WHAT THIS TASK INVOLVES: Only the lines holding "orchestrator" are wanted. Copy every one from the records below.

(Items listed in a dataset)
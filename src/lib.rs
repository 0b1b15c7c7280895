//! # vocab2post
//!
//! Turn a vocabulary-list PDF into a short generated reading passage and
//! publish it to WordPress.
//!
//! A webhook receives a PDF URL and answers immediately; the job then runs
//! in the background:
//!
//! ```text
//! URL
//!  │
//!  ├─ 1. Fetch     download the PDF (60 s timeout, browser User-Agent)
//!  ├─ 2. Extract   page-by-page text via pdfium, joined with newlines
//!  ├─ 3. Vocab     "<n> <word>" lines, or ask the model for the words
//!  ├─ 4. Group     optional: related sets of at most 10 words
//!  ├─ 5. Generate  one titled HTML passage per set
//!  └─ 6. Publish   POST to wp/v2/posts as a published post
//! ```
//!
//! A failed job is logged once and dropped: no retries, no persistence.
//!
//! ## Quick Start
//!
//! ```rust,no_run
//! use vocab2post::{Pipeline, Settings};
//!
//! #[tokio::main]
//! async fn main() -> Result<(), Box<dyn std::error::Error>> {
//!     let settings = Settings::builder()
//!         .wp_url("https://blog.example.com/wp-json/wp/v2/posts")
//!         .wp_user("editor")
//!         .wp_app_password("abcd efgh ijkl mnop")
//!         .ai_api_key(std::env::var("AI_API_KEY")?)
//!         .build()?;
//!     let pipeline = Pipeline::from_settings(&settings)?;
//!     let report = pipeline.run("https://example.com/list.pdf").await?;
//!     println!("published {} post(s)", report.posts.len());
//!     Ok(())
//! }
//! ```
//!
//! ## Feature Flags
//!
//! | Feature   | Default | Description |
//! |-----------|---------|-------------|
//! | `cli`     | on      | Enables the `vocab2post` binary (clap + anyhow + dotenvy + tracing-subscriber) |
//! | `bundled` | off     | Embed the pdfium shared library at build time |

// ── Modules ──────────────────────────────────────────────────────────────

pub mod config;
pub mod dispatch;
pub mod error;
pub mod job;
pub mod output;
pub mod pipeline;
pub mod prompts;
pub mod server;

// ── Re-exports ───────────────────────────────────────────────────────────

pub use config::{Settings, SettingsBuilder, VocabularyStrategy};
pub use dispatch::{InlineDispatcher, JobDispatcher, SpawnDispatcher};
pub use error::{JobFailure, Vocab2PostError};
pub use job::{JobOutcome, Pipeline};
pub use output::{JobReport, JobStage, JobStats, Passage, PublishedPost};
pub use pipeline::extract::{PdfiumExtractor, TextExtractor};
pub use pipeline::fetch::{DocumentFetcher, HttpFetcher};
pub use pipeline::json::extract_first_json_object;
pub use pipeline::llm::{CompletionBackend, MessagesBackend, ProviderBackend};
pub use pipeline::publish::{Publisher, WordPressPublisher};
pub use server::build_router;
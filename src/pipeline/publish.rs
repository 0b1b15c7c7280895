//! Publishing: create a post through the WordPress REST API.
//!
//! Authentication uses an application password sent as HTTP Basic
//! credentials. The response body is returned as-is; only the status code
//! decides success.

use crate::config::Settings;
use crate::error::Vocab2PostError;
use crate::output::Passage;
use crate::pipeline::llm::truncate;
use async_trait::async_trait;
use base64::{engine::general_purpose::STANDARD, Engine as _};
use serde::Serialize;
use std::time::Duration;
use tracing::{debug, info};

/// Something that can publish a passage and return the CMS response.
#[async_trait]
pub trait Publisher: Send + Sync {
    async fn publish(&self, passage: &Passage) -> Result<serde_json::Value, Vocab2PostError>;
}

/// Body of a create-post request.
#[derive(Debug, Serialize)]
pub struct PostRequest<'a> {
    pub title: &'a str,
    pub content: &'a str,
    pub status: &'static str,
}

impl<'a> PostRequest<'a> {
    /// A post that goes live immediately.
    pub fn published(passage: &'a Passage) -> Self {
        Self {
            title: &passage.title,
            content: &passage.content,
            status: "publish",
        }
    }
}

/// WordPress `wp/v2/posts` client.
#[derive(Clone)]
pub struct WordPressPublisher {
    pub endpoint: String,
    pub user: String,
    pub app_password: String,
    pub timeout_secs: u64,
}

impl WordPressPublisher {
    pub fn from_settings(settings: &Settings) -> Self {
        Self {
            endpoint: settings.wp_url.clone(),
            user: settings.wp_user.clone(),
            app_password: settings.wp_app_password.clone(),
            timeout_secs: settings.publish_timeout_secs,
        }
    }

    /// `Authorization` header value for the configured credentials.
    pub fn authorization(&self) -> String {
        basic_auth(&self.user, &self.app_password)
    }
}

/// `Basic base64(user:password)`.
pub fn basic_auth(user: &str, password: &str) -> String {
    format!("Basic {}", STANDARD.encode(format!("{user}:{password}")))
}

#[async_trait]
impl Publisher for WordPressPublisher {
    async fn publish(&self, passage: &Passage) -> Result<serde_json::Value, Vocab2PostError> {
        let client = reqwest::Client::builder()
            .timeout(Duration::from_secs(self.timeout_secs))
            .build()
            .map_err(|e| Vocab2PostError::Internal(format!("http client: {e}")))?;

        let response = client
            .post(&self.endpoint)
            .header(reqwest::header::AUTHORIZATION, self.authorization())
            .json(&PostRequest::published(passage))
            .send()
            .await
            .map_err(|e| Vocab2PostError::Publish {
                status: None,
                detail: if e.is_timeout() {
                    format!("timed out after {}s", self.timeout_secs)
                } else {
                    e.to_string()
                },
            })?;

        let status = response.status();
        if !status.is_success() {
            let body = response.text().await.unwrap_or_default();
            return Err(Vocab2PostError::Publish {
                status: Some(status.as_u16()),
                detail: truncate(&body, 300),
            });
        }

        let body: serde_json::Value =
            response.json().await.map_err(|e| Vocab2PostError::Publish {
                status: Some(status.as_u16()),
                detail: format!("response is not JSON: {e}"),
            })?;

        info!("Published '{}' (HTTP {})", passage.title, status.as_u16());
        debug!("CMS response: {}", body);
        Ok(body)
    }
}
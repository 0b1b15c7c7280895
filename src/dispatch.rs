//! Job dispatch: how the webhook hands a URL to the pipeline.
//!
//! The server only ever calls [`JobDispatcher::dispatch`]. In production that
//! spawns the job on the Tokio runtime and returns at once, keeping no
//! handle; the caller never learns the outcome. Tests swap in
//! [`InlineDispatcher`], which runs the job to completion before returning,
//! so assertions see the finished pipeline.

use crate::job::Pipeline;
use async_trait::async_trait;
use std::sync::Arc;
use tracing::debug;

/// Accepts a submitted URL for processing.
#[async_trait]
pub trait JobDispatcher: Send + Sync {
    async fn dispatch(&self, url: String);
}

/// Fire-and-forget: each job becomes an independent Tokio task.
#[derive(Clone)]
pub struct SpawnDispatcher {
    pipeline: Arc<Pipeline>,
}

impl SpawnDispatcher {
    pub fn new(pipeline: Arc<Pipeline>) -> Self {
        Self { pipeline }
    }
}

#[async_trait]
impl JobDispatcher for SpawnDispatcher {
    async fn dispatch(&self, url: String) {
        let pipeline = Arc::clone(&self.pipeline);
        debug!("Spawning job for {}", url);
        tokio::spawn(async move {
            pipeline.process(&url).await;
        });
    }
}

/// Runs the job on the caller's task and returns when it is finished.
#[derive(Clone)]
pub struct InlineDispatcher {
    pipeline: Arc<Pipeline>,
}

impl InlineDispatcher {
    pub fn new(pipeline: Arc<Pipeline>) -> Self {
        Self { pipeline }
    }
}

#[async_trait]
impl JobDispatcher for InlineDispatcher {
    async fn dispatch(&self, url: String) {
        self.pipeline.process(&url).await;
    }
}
---
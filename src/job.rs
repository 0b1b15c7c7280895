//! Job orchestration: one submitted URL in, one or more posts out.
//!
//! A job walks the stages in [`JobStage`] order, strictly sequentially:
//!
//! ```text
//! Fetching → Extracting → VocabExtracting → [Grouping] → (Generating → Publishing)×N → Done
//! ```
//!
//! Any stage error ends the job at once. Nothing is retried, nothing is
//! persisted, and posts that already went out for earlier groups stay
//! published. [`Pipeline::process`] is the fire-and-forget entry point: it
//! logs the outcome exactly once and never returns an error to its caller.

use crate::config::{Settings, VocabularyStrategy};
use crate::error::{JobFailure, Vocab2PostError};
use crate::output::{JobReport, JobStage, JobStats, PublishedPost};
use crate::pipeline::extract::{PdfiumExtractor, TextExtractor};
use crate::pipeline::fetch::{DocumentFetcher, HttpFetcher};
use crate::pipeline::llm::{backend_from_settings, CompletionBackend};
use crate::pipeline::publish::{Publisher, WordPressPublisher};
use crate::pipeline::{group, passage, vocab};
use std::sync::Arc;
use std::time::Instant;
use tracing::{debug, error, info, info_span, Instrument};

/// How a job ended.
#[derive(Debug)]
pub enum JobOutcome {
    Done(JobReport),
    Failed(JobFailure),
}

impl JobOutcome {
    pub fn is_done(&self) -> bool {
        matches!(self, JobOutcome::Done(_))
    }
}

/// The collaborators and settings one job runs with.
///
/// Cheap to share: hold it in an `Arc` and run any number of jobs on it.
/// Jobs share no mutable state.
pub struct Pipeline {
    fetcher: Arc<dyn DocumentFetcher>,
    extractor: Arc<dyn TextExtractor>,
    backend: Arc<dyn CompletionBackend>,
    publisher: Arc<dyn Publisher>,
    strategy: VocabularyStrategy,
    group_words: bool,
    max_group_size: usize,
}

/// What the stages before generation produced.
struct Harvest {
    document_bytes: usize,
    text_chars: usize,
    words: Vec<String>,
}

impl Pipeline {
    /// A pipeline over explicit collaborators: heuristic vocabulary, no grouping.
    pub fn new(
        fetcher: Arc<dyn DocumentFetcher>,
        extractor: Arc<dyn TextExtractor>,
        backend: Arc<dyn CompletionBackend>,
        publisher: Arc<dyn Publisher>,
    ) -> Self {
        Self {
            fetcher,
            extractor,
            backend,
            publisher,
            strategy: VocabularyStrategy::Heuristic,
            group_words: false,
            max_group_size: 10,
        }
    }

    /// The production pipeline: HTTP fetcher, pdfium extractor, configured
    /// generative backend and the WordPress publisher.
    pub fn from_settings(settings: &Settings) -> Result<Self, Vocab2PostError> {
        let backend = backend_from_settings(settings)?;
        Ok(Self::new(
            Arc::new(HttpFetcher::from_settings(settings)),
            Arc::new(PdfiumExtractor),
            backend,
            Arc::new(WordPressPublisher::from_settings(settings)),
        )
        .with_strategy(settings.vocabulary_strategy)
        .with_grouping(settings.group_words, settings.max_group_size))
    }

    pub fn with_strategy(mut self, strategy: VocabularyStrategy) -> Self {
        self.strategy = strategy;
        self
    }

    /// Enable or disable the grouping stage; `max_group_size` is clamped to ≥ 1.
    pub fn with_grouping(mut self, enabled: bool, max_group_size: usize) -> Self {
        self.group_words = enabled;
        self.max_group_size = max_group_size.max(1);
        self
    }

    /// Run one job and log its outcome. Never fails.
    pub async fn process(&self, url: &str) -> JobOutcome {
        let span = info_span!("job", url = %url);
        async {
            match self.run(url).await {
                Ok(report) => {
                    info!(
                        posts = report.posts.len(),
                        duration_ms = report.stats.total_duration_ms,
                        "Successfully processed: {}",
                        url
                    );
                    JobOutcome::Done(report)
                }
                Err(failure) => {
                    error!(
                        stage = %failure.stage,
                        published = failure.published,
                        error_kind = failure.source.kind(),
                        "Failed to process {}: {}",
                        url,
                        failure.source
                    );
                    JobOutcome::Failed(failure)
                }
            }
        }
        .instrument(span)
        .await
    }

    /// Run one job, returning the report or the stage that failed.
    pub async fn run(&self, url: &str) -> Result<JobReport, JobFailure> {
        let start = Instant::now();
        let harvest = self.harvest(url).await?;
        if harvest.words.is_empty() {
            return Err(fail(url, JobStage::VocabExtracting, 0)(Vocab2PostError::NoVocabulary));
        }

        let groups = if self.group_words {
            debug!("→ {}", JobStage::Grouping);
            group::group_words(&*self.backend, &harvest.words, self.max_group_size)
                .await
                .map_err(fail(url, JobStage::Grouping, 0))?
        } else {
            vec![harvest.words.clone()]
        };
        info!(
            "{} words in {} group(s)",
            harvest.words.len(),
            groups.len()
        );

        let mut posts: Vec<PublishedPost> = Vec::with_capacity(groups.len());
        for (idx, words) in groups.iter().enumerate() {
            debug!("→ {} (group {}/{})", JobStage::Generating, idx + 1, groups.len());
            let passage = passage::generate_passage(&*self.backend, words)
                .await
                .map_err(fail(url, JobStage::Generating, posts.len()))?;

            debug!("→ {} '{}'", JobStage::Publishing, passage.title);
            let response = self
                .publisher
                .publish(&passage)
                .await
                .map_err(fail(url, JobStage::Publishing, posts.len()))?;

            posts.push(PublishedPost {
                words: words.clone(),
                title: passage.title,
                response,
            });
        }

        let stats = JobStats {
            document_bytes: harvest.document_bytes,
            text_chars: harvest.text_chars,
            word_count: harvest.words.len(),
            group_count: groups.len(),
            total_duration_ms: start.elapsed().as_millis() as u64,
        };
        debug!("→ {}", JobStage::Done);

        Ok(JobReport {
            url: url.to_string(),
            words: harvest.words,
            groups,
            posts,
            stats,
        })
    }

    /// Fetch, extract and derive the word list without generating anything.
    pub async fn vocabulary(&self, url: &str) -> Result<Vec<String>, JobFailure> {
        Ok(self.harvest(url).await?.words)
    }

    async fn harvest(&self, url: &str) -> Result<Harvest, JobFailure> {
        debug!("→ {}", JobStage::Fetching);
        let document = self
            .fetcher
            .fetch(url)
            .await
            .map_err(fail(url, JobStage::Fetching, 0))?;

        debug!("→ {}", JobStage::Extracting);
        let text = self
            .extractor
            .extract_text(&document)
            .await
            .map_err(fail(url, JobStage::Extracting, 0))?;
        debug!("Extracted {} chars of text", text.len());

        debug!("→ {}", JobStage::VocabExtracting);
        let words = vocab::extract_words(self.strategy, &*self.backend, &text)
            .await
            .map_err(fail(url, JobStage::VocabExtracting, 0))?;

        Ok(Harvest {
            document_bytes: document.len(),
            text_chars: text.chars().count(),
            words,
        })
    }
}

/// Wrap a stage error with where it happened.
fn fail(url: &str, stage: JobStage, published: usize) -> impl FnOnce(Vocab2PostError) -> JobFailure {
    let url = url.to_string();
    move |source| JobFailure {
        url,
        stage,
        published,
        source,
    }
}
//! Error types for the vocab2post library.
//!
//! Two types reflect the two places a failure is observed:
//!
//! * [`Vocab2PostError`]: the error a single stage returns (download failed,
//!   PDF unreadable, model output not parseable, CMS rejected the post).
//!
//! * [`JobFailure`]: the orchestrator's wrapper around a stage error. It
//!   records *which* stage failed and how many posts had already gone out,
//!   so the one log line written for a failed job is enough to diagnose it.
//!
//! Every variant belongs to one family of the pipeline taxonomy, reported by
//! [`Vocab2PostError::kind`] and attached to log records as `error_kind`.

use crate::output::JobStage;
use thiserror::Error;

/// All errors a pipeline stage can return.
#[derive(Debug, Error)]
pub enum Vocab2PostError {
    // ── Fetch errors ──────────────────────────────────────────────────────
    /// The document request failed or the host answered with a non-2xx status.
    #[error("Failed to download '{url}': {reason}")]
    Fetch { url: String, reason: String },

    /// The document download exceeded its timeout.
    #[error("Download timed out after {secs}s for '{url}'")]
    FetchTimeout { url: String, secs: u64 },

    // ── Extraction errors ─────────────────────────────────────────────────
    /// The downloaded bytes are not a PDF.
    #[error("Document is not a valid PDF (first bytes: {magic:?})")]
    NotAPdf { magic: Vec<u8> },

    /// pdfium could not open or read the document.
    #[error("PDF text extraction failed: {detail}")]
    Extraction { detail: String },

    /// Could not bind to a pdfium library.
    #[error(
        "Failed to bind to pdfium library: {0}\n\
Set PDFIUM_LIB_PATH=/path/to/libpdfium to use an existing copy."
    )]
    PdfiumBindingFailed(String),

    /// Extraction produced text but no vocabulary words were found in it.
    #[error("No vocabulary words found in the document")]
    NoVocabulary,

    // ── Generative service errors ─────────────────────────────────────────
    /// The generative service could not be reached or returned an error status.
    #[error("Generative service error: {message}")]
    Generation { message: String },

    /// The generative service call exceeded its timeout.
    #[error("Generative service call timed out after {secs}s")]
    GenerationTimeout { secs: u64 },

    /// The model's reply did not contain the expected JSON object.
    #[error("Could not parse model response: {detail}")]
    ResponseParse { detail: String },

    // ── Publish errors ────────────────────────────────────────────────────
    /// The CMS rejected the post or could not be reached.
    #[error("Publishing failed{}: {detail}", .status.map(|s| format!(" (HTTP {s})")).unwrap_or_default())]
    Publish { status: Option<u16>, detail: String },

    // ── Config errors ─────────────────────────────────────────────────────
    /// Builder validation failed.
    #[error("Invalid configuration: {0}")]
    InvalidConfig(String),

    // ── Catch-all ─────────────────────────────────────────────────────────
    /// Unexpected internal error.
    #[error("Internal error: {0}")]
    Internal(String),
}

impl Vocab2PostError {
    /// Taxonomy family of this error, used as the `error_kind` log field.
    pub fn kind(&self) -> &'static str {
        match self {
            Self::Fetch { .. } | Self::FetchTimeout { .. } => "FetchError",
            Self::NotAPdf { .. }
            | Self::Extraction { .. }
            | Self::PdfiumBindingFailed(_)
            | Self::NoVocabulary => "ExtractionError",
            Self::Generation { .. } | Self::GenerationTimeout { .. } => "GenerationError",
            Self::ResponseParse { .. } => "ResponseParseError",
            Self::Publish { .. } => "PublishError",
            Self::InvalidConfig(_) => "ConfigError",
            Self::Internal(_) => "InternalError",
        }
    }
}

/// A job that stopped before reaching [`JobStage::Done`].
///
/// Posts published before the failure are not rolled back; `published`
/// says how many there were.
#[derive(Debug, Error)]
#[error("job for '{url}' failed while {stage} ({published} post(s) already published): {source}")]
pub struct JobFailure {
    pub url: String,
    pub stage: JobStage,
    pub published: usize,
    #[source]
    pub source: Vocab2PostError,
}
--
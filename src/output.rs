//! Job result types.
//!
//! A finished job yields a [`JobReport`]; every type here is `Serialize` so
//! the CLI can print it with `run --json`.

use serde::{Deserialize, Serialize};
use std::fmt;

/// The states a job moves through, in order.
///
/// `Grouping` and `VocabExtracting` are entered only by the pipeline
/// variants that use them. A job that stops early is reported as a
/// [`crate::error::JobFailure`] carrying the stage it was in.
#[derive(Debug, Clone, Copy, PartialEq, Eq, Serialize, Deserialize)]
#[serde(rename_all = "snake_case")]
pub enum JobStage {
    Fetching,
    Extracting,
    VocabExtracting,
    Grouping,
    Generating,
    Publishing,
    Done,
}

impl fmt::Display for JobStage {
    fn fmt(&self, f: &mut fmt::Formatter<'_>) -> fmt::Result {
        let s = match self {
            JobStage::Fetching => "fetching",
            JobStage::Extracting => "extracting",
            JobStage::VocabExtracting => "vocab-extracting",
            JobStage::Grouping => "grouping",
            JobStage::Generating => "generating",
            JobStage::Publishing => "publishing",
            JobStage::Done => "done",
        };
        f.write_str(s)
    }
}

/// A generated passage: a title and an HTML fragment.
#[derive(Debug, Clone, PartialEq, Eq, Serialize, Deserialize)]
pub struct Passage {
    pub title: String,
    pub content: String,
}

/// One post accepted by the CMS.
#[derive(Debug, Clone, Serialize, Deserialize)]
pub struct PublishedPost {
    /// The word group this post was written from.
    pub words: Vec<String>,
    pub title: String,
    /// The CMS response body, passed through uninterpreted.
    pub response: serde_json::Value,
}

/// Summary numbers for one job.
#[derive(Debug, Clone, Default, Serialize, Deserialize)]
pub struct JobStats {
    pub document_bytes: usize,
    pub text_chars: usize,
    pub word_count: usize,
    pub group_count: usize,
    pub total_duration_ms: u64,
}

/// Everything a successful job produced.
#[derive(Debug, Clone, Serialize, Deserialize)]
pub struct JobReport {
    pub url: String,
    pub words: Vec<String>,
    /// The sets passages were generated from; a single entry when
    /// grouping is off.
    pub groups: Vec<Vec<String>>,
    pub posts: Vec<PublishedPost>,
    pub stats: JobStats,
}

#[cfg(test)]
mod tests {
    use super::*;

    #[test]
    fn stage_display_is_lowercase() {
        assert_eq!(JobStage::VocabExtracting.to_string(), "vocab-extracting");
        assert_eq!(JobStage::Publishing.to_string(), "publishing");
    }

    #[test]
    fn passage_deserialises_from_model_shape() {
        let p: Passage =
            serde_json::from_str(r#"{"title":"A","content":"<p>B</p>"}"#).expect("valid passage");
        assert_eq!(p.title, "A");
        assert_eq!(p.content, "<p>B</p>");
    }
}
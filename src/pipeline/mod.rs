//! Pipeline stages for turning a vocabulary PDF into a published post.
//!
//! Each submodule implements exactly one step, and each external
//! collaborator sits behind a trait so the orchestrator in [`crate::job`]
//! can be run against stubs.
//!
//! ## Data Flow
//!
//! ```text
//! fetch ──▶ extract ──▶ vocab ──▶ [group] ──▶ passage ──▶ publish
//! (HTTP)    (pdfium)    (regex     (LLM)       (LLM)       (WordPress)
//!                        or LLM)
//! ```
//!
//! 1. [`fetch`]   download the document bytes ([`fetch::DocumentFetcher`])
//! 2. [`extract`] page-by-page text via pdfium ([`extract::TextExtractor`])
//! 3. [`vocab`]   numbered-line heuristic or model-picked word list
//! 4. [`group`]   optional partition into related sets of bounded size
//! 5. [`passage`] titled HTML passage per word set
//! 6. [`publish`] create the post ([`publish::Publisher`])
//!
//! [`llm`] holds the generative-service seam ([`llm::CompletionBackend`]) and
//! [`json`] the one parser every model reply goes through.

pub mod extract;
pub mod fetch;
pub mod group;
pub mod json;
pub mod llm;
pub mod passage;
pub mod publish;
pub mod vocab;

EXERCISE OUTPUT:
//! * [`JobFailure`]: the orchestrator's wrapper around a stage error. It
//! collaborator sits behind a trait so the orchestrator in [`crate::job`]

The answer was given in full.